*BRIEF:* Scan the entries below. Report each line where the string "Some" occurs.
*** Opening EXCERPTED DATA ***
use std::time::{Duration, Instant};

use super::{
    candidate_info::CandidateInfo, candidate_pair::CandidatePair,
    connectivity_state::ConnectivityState, ice_settings::IceSettings,
};

/// Simulated connectivity checks over the known candidate pairs.
///
/// Checks start once both descriptions are applied. After `check_delay` the
/// highest-priority pair is nominated and the state becomes `connected`;
/// with no pair by `check_timeout` it becomes `failed`. Failures are final.
#[derive(Debug)]
pub struct ConnectivityChecker {
    controlling: bool,
    state: ConnectivityState,
    checking_since: Option<Instant>,
    local: Vec<CandidateInfo>,
    remote: Vec<CandidateInfo>,
    nominated: Option<CandidatePair>,
    check_delay: Duration,
    check_timeout: Duration,
}

impl ConnectivityChecker {
    #[must_use]
    pub fn new(controlling: bool, settings: &IceSettings) -> Self {
        Self {
            controlling,
            state: ConnectivityState::New,
            checking_since: None,
            local: Vec::new(),
            remote: Vec::new(),
            nominated: None,
            check_delay: settings.check_delay,
            check_timeout: settings.check_timeout,
        }
    }

    pub fn set_controlling(&mut self, controlling: bool) {
        self.controlling = controlling;
    }

    #[must_use]
    pub const fn state(&self) -> ConnectivityState {
        self.state
    }

    #[must_use]
    pub const fn nominated(&self) -> Option<&CandidatePair> {
        self.nominated.as_ref()
    }

    pub fn add_local(&mut self, candidate: CandidateInfo) {
        self.local.push(candidate);
    }

    pub fn add_remote(&mut self, candidate: CandidateInfo) {
        self.remote.push(candidate);
    }

    #[must_use]
    pub fn remote_candidates(&self) -> &[CandidateInfo] {
        &self.remote
    }

    /// `new → checking`. Returns the new state if it changed.
    pub fn start_checks(&mut self, now: Instant) -> Option<ConnectivityState> {
        let changed = self.advance(ConnectivityState::Checking)?;
        self.checking_since = Some(now);
        Some(changed)
    }

    /// Drives `checking` forward. Returns the new state if it changed.
    pub fn poll(&mut self, now: Instant) -> Option<ConnectivityState> {
        if self.state != ConnectivityState::Checking {
            return None;
        }
        let since = self.checking_since?;
        let elapsed = now.saturating_duration_since(since);
        if elapsed >= self.check_delay {
            if let Some(pair) = self.best_pair() {
                self.nominated = Some(pair);
                return self.advance(ConnectivityState::Connected);
            }
        }
        if elapsed >= self.check_timeout {
            return self.advance(ConnectivityState::Failed);
        }
        None
    }

    /// Only a connection that got as far as checking can lose its peer.
    pub fn disconnect(&mut self) -> Option<ConnectivityState> {
        if self.state == ConnectivityState::New {
            return None;
        }
        self.advance(ConnectivityState::Disconnected)
    }

    pub fn close(&mut self) -> Option<ConnectivityState> {
        self.advance(ConnectivityState::Closed)
    }

    fn best_pair(&self) -> Option<CandidatePair> {
        self.local
            .iter()
            .flat_map(|l| {
                self.remote
                    .iter()
                    .map(|r| CandidatePair::new(l.clone(), r.clone(), self.controlling))
            })
            .max_by_key(|p| p.priority)
    }

    fn advance(&mut self, next: ConnectivityState) -> Option<ConnectivityState> {
        if !self.state.can_advance_to(next) {
            return None;
        }
        self.state = next;
        Some(next)
    }
}

#[cfg(test)]
mod tests {
    #![allow(clippy::unwrap_used)]
    use super::*;
    use crate::ice::candidate_info::MAX_LOCAL_PREF;

    fn host(port: u16, pref: u16) -> CandidateInfo {
        CandidateInfo::host(format!("127.0.0.1:{port}").parse().unwrap(), 1, pref)
    }

    fn settings() -> IceSettings {
        IceSettings {
            host_candidates: 2,
            check_delay: Duration::from_millis(40),
            check_timeout: Duration::from_millis(200),
        }
    }

    #[test]
    fn nominates_best_pair_after_delay() {
        let t0 = Instant::now();
        let mut c = ConnectivityChecker::new(true, &settings());
        c.add_local(host(50000, MAX_LOCAL_PREF));
        c.add_local(host(50001, MAX_LOCAL_PREF - 1));
        c.add_remote(host(60000, MAX_LOCAL_PREF - 1));
        c.add_remote(host(60001, MAX_LOCAL_PREF));

        assert_eq!(c.poll(t0), None);
        assert_eq!(c.start_checks(t0), Some(ConnectivityState::Checking));
        assert_eq!(c.start_checks(t0), None);
        assert_eq!(c.poll(t0 + Duration::from_millis(10)), None);
        assert_eq!(
            c.poll(t0 + Duration::from_millis(40)),
            Some(ConnectivityState::Connected)
        );
        let pair = c.nominated().unwrap();
        assert_eq!(pair.local.address.port(), 50000);
        assert_eq!(pair.remote.address.port(), 60001);
    }

    #[test]
    fn fails_without_pairs_and_never_goes_back() {
        let t0 = Instant::now();
        let mut c = ConnectivityChecker::new(false, &settings());
        c.start_checks(t0);
        assert_eq!(c.poll(t0 + Duration::from_millis(100)), None);
        assert_eq!(
            c.poll(t0 + Duration::from_millis(200)),
            Some(ConnectivityState::Failed)
        );
        c.add_local(host(1, 1));
        c.add_remote(host(2, 1));
        assert_eq!(c.poll(t0 + Duration::from_secs(1)), None);
        assert_eq!(c.disconnect(), None);
        assert_eq!(c.close(), Some(ConnectivityState::Closed));
        assert_eq!(c.close(), None);
        assert_eq!(c.start_checks(t0), None);
    }
}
*** Closing EXCERPTED DATA ***
*TASK OUTPUT:*
        self.checking_since = Some(now);
        Some(changed)
            if let Some(pair) = self.best_pair() {
                self.nominated = Some(pair);
        Some(next)
        assert_eq!(c.start_checks(t0), Some(ConnectivityState::Checking));
            Some(ConnectivityState::Connected)
            Some(ConnectivityState::Failed)
        assert_eq!(c.close(), Some(ConnectivityState::Closed));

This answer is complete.